Silver Spring Networks
- Industry: Smart Grid
- Founded: July 2002; 23 years ago Milwaukee, Wisconsin
- Defunct: January 5, 2018; 8 years ago
- Fate: Acquired by Itron
- Headquarters: San Jose, California, U.S.
- Area served: U.S., Australia, Canada, Latin America, UK, Europe, Asia
- Key people: Mike Bell (president and CEO)
- Products: IPv6-based smart grid communications network, demand response, demand automation, utility management software, consumer web portal
- Website: www.silverspringnet.com

= Silver Spring Networks =

Provider of smart grid products

Silver Spring Networks, headquartered in San Jose, California, was a provider of smart grid products, with offices in Australia, Singapore, Brazil, and the United Kingdom. In January 2018, the company was acquired by Itron for $830 million and was renamed Itron Networked Solutions.

Besides communications devices, Silver Spring Networks developed software for utilities and customers to improve energy efficiency.

==History==
Silver Spring Networks was founded in July 2002 as Real Time Techomm in Butler, Wisconsin, near Milwaukee.
Original founders included Eric Dresselhuys who had worked on related technology since 1995, and Keith Burge.
In 2002, funding came from Denver angel investor Jack Thompson.

The company adopted the name of the street in Milwaukee of its original office and was relocated to San Mateo, California in 2003. At this time, Foundation Capital invested $8 million in the company and Raj Vaswani joined the founding team. Ray Bell became interim CEO and chief technology officer, but left to found Grid Net in 2005.

Other investors included Northgate Capital, Kleiner Perkins Caufield & Byers and Google. The company moved its headquarters to San Jose in 2016.

The first large pilot deployment was started in 2007 with Florida Power & Light (FPL) in southern Florida.
In 2008, Pacific Gas and Electric Company (PG&E) signed an agreement to provide the company's smart meters, and remained the largest customer for at least several years.
On July 7, 2011, Silver Spring Networks filed with the U.S. Securities and Exchange Commission (SEC) to raise up to $150 million in an initial public offering.
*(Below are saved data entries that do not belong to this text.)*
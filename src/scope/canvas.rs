//! A plain RGB raster that trace segments accumulate on.
#[derive(Debug, Clone, Copy, PartialEq, Eq)]
pub struct Rgb(pub u8, pub u8, pub u8);

impl From<Rgb> for ratatui::style::Color {
    fn from(Rgb(r, g, b): Rgb) -> Self {
        Self::Rgb(r, g, b)
    }
}

pub const BACKGROUND: Rgb = Rgb(0, 0, 0);
/// Subtle, so traces stay readable over it
pub const GRID: Rgb = Rgb(40, 40, 40);

/// One color per channel, in channel order
pub const CHANNEL_COLORS: [Rgb; super::MAX_CHANNELS] = [
    Rgb(255, 0, 0),
    Rgb(255, 255, 0),
    Rgb(0, 255, 0),
    Rgb(0, 255, 234),
    Rgb(89, 89, 247),
    Rgb(240, 15, 247),
    Rgb(252, 187, 24),
    Rgb(101, 240, 197),
];

#[derive(Debug, Clone, PartialEq, Eq)]
pub struct Canvas {
    width: u32,
    height: u32,
    pixels: Vec<Rgb>,
}

impl Canvas {
    pub fn new(width: u32, height: u32) -> Self {
        Self {
            width,
            height,
            pixels: vec![BACKGROUND; width as usize * height as usize],
        }
    }

    pub fn width(&self) -> u32 {
        self.width
    }

    pub fn height(&self) -> u32 {
        self.height
    }

    pub fn pixel(&self, x: u32, y: u32) -> Option<Rgb> {
        (x < self.width && y < self.height).then(|| self.pixels[self.index(x, y)])
    }

    pub fn set_pixel(&mut self, x: u32, y: u32, color: Rgb) {
        if x < self.width && y < self.height {
            let i = self.index(x, y);
            self.pixels[i] = color;
        }
    }

    pub fn fill(&mut self, color: Rgb) {
        self.pixels.fill(color);
    }

    /// Bresenham between two points in canvas space. Endpoints are rounded to the nearest pixel
    /// and pulled inside the canvas, so a sample sitting exactly on the bottom or right edge still
    /// lands on the last row or column.
    pub fn draw_line(&mut self, from: (f32, f32), to: (f32, f32), color: Rgb) {
        if self.pixels.is_empty() {
            return;
        }
        let (mut x0, mut y0) = self.snap(from);
        let (x1, y1) = self.snap(to);

        let dx = (x1 - x0).abs();
        let dy = -(y1 - y0).abs();
        let sx = if x0 < x1 { 1 } else { -1 };
        let sy = if y0 < y1 { 1 } else { -1 };
        let mut err = dx + dy;
        loop {
            self.set_pixel(x0 as u32, y0 as u32, color);
            if x0 == x1 && y0 == y1 {
                break;
            }
            let e2 = 2 * err;
            if e2 >= dy {
                err += dy;
                x0 += sx;
            }
            if e2 <= dx {
                err += dx;
                y0 += sy;
            }
        }
    }

    fn index(&self, x: u32, y: u32) -> usize {
        y as usize * self.width as usize + x as usize
    }

    fn snap(&self, (x, y): (f32, f32)) -> (i64, i64) {
        let clamp = |v: f32, max: u32| (v.round() as i64).clamp(0, max as i64 - 1);
        (clamp(x, self.width), clamp(y, self.height))
    }
}

#[cfg(test)]
mod tests {
    use super::*;

    const RED: Rgb = Rgb(255, 0, 0);

    fn lit(canvas: &Canvas) -> Vec<(u32, u32)> {
        let mut out = vec![];
        for y in 0..canvas.height() {
            for x in 0..canvas.width() {
                if canvas.pixel(x, y) != Some(BACKGROUND) {
                    out.push((x, y));
                }
            }
        }
        out
    }

    #[test]
    fn test_line_hits_both_endpoints() {
        let mut canvas = Canvas::new(10, 10);
        canvas.draw_line((1.0, 1.0), (7.0, 4.0), RED);
        let lit = lit(&canvas);
        assert!(lit.contains(&(1, 1)));
        assert!(lit.contains(&(7, 4)));
        // One pixel per column on a shallow line
        assert_eq!(lit.len(), 7);
    }

    #[test]
    fn test_line_is_symmetric() {
        let mut forward = Canvas::new(16, 16);
        let mut backward = Canvas::new(16, 16);
        forward.draw_line((0.0, 0.0), (15.0, 15.0), RED);
        backward.draw_line((15.0, 15.0), (0.0, 0.0), RED);
        assert_eq!(forward, backward);
    }

    #[test]
    fn test_line_clamps_to_edges() {
        let mut canvas = Canvas::new(4, 4);
        canvas.draw_line((-5.0, 4.0), (100.0, 4.0), RED);
        assert_eq!(lit(&canvas), vec![(0, 3), (1, 3), (2, 3), (3, 3)]);
    }

    #[test]
    fn test_out_of_bounds_access() {
        let mut canvas = Canvas::new(2, 2);
        canvas.set_pixel(5, 5, RED);
        assert_eq!(canvas.pixel(5, 5), None);
        assert_eq!(lit(&canvas), vec![]);
    }
}
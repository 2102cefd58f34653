use crate::bus::{EventBus, StoreEvent};
use crate::errors::PersistenceError;
use crate::models::{Activity, MealLog};
use serde::{de::DeserializeOwned, Serialize};
use std::collections::HashMap;
use std::sync::{Arc, Mutex, PoisonError};
use std::{env, fs, io, path::PathBuf};
use tracing::error;

pub const ACTIVITIES_KEY: &str = "fittrack.activities.v1";
pub const MEALS_KEY: &str = "fittrack.meals.v1";

pub fn resolve_data_path() -> PathBuf {
    if let Ok(path) = env::var("APP_DATA_PATH") {
        return PathBuf::from(path);
    }

    PathBuf::from("data")
}

/// Raw string slots the store serializes into.
pub trait KeyValueBackend: Send + Sync {
    fn get(&self, key: &str) -> io::Result<Option<String>>;
    fn set(&self, key: &str, value: &str) -> io::Result<()>;
    fn remove(&self, key: &str) -> io::Result<()>;
}

#[derive(Debug, Default)]
pub struct MemoryBackend {
    entries: Mutex<HashMap<String, String>>,
}

impl MemoryBackend {
    pub fn new() -> Self {
        Self::default()
    }
}

impl KeyValueBackend for MemoryBackend {
    fn get(&self, key: &str) -> io::Result<Option<String>> {
        let entries = self.entries.lock().unwrap_or_else(PoisonError::into_inner);
        Ok(entries.get(key).cloned())
    }

    fn set(&self, key: &str, value: &str) -> io::Result<()> {
        let mut entries = self.entries.lock().unwrap_or_else(PoisonError::into_inner);
        entries.insert(key.to_string(), value.to_string());
        Ok(())
    }

    fn remove(&self, key: &str) -> io::Result<()> {
        let mut entries = self.entries.lock().unwrap_or_else(PoisonError::into_inner);
        entries.remove(key);
        Ok(())
    }
}

/// One `<key>.json` file per slot inside a directory.
#[derive(Debug, Clone)]
pub struct FileBackend {
    dir: PathBuf,
}

impl FileBackend {
    pub fn new(dir: impl Into<PathBuf>) -> Self {
        Self { dir: dir.into() }
    }

    fn path_for(&self, key: &str) -> PathBuf {
        self.dir.join(format!("{key}.json"))
    }
}

impl KeyValueBackend for FileBackend {
    fn get(&self, key: &str) -> io::Result<Option<String>> {
        match fs::read_to_string(self.path_for(key)) {
            Ok(text) => Ok(Some(text)),
            Err(err) if err.kind() == io::ErrorKind::NotFound => Ok(None),
            Err(err) => Err(err),
        }
    }

    fn set(&self, key: &str, value: &str) -> io::Result<()> {
        fs::create_dir_all(&self.dir)?;
        fs::write(self.path_for(key), value)
    }

    fn remove(&self, key: &str) -> io::Result<()> {
        match fs::remove_file(self.path_for(key)) {
            Err(err) if err.kind() != io::ErrorKind::NotFound => Err(err),
            _ => Ok(()),
        }
    }
}

/// Typed persistence of the activity and meal documents. Every successful
/// write publishes the new value on the bus after the write has landed.
pub struct Store {
    backend: Box<dyn KeyValueBackend>,
    bus: Arc<EventBus>,
}

impl Store {
    pub fn new(backend: impl KeyValueBackend + 'static, bus: Arc<EventBus>) -> Self {
        Self {
            backend: Box::new(backend),
            bus,
        }
    }

    pub fn in_memory() -> Self {
        Self::new(MemoryBackend::new(), Arc::new(EventBus::new()))
    }

    pub fn bus(&self) -> &Arc<EventBus> {
        &self.bus
    }

    pub fn save_activities(&self, activities: &[Activity]) -> Result<(), PersistenceError> {
        self.write_document(ACTIVITIES_KEY, &activities)?;
        self.bus.publish(&StoreEvent::ActivitiesChanged(activities.to_vec()));
        Ok(())
    }

    /// `None` when nothing was ever stored or the stored text is unreadable.
    pub fn load_activities(&self) -> Option<Vec<Activity>> {
        self.load_document(ACTIVITIES_KEY)
    }

    pub fn save_meals(&self, meals: &MealLog) -> Result<(), PersistenceError> {
        self.write_document(MEALS_KEY, meals)?;
        self.bus.publish(&StoreEvent::MealsChanged(meals.clone()));
        Ok(())
    }

    pub fn load_meals(&self) -> Option<MealLog> {
        self.load_document(MEALS_KEY)
    }

    /// Issues both removals even if the first fails; publishes `Reset` only
    /// when both succeeded.
    pub fn reset_all(&self) -> Result<(), PersistenceError> {
        let activities = self
            .backend
            .remove(ACTIVITIES_KEY)
            .map_err(|source| PersistenceError::Remove {
                key: ACTIVITIES_KEY,
                source,
            });
        let meals = self
            .backend
            .remove(MEALS_KEY)
            .map_err(|source| PersistenceError::Remove {
                key: MEALS_KEY,
                source,
            });
        activities?;
        meals?;

        self.bus.publish(&StoreEvent::Reset);
        Ok(())
    }

    fn write_document<T: Serialize + ?Sized>(
        &self,
        key: &'static str,
        value: &T,
    ) -> Result<(), PersistenceError> {
        let payload =
            serde_json::to_string(value).map_err(|source| PersistenceError::Serialize { key, source })?;
        self.backend
            .set(key, &payload)
            .map_err(|source| PersistenceError::Write { key, source })
    }

    fn load_document<T: DeserializeOwned>(&self, key: &str) -> Option<T> {
        let text = match self.backend.get(key) {
            Ok(Some(text)) => text,
            Ok(None) => return None,
            Err(err) => {
                error!(key, "failed to read stored document: {err}");
                return None;
            }
        };

        match serde_json::from_str(&text) {
            Ok(value) => Some(value),
            Err(err) => {
                error!(key, "failed to parse stored document: {err}");
                None
            }
        }
    }
}
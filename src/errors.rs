use axum::{extract::rejection::JsonRejection, http::StatusCode, Json};
use serde::Serialize;
use std::fmt;

/// The draft field a validation failure refers to.
#[derive(Debug, Clone, Copy, PartialEq, Eq)]
pub enum Field {
    Name,
    Duration,
    Calories,
    TimeOfDay,
    Slot,
}

impl fmt::Display for Field {
    fn fmt(&self, f: &mut fmt::Formatter<'_>) -> fmt::Result {
        f.write_str(match self {
            Field::Name => "name",
            Field::Duration => "duration",
            Field::Calories => "calories",
            Field::TimeOfDay => "timeOfDay",
            Field::Slot => "slot",
        })
    }
}

#[derive(Debug, Clone, PartialEq, thiserror::Error)]
#[error("{field} {reason}")]
pub struct ValidationError {
    pub field: Field,
    pub reason: String,
}

impl ValidationError {
    pub fn new(field: Field, reason: impl Into<String>) -> Self {
        Self {
            field,
            reason: reason.into(),
        }
    }
}

#[derive(Debug, thiserror::Error)]
pub enum PersistenceError {
    #[error("failed to serialize {key}: {source}")]
    Serialize {
        key: &'static str,
        #[source]
        source: serde_json::Error,
    },

    #[error("failed to write {key}: {source}")]
    Write {
        key: &'static str,
        #[source]
        source: std::io::Error,
    },

    #[error("failed to remove {key}: {source}")]
    Remove {
        key: &'static str,
        #[source]
        source: std::io::Error,
    },
}

/// Failure of a repository operation.
#[derive(Debug, thiserror::Error)]
pub enum CoreError {
    #[error("validation failed: {0}")]
    Validation(#[from] ValidationError),

    #[error("persistence failed: {0}")]
    Persistence(#[from] PersistenceError),
}

#[derive(Debug)]
pub struct AppError {
    pub status: StatusCode,
    pub message: String,
    pub field: Option<Field>,
}

#[derive(Serialize)]
struct ErrorBody {
    error: String,
    #[serde(skip_serializing_if = "Option::is_none")]
    field: Option<String>,
}

impl AppError {
    pub fn bad_request(message: impl Into<String>) -> Self {
        Self {
            status: StatusCode::BAD_REQUEST,
            message: message.into(),
            field: None,
        }
    }

    pub fn internal(err: impl std::error::Error) -> Self {
        Self {
            status: StatusCode::INTERNAL_SERVER_ERROR,
            message: err.to_string(),
            field: None,
        }
    }
}

impl From<JsonRejection> for AppError {
    fn from(rejection: JsonRejection) -> Self {
        Self::bad_request(rejection.body_text())
    }
}

impl From<ValidationError> for AppError {
    fn from(err: ValidationError) -> Self {
        Self {
            status: StatusCode::BAD_REQUEST,
            message: err.to_string(),
            field: Some(err.field),
        }
    }
}

impl From<PersistenceError> for AppError {
    fn from(err: PersistenceError) -> Self {
        tracing::error!(error = %err, "persistence failure");
        Self::internal(err)
    }
}

impl From<CoreError> for AppError {
    fn from(err: CoreError) -> Self {
        match err {
            CoreError::Validation(err) => err.into(),
            CoreError::Persistence(err) => err.into(),
        }
    }
}

impl axum::response::IntoResponse for AppError {
    fn into_response(self) -> axum::response::Response {
        let body = ErrorBody {
            error: self.message,
            field: self.field.map(|field| field.to_string()),
        };
        (self.status, Json(body)).into_response()
    }
}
On March 13, 2013, Silver Spring Networks became a public company via an initial public offering on New York Stock Exchange, raising $81 million.

==Technology ==
Silver Spring Networks developed equipment that creates wireless mesh networks and transmits energy consumption data between meters, consumers and utilities in real time. The software indicates how much money is spent on electricity and indicates how much can be saved if one switches to energy-efficient models.

The meters in the PG&E deployment include two radios: one in the unlicensed ISM band of 902 to 928 MHz for communication back to the utility provider, and another intended for future communication to a home network.
The technology has low bit rate requirements, but also needs to be very low cost.

Silver Spring was a partner with more than 40 companies and provides additional applications to utilities and customers on the Smart Energy Platform like smart thermostats, in-home displays, and electric vehicle (EV) charging technology.

Silver Spring began its technology offering with a smart grid network based on Internet Protocol (IP) technology, which was advocated for the smart grid by the U.S. Federal Communications Commission (FCC) and other smart grid experts. Silver Spring expanded on the network to smart grid application software that includes demand response (DR), demand management and other services for utilities and their customers.

In October 2009 Silver Spring acquired Greenbox Technology, and developed its web-based software into a product called CustomerIQ.

In an Oklahoma Gas & Electric pilot program involving 2,500 homes in the summer of 2010 on Silver Spring's Smart Energy Platform, participants saw an average energy use drop of up to 33 percent during the highest price periods. The pilot consisted of several groups using Silver Spring's web-based energy management solution as well as smart thermostats and in-home energy displays on various dynamic pricing schemes.